• [What to do]:
Look over the listing below and work out how many lines have the word "None". Write only that number.

☆ ☆ ☆ ☆ ☆

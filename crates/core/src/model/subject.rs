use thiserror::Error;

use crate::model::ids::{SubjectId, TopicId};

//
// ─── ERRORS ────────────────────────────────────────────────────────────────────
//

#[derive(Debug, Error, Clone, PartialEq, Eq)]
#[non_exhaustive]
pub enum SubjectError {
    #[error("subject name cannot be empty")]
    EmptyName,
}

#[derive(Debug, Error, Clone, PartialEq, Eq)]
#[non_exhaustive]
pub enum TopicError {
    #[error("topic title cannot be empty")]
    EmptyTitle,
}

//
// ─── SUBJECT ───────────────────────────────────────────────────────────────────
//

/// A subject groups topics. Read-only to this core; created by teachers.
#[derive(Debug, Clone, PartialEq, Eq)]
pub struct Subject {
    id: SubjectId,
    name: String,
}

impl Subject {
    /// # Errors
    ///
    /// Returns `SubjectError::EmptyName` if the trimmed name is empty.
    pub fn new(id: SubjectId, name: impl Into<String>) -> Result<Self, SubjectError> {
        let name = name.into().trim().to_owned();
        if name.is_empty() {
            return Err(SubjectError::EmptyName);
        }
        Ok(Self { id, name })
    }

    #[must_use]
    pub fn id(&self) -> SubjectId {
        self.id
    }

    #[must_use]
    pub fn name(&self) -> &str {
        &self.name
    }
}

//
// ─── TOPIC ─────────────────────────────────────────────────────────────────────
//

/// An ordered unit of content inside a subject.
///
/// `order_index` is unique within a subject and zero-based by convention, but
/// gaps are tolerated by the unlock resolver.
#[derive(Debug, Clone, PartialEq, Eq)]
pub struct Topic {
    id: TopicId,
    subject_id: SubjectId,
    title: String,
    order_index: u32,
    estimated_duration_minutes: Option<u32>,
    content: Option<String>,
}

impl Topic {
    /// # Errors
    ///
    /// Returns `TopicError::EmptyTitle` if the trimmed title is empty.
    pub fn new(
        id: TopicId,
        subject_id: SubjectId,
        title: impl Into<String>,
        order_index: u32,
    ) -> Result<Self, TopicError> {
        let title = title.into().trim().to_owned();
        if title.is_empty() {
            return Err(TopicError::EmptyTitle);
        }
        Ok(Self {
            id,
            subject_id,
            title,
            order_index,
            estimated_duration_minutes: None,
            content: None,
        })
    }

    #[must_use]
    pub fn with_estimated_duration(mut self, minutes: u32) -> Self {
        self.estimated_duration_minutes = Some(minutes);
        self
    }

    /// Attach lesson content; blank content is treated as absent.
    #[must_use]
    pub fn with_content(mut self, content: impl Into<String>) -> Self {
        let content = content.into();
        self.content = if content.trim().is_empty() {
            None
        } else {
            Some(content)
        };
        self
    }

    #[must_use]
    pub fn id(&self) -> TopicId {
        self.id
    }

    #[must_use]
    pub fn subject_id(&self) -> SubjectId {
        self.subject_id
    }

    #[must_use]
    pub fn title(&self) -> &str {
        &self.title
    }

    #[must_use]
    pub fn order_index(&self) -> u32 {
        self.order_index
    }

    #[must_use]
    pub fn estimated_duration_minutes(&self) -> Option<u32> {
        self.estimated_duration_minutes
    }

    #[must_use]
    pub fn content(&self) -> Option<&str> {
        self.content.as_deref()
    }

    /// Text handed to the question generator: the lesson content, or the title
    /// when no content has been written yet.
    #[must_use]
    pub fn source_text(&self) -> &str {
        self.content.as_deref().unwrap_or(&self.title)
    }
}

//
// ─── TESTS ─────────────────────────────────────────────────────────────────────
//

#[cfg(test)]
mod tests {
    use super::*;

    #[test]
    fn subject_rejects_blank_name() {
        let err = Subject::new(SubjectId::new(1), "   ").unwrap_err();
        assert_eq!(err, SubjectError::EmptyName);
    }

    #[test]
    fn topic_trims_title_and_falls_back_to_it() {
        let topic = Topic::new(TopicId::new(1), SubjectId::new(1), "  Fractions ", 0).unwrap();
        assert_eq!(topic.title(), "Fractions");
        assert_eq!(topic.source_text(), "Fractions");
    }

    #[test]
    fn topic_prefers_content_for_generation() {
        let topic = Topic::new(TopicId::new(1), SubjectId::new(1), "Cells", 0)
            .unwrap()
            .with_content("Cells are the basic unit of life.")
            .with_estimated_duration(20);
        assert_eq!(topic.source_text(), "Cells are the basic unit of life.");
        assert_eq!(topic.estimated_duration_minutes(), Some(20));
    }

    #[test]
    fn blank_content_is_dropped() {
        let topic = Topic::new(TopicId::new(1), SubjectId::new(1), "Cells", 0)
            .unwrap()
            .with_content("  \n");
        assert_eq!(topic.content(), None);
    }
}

☆ ☆ ☆ ☆ ☆

• [Finished task]:
4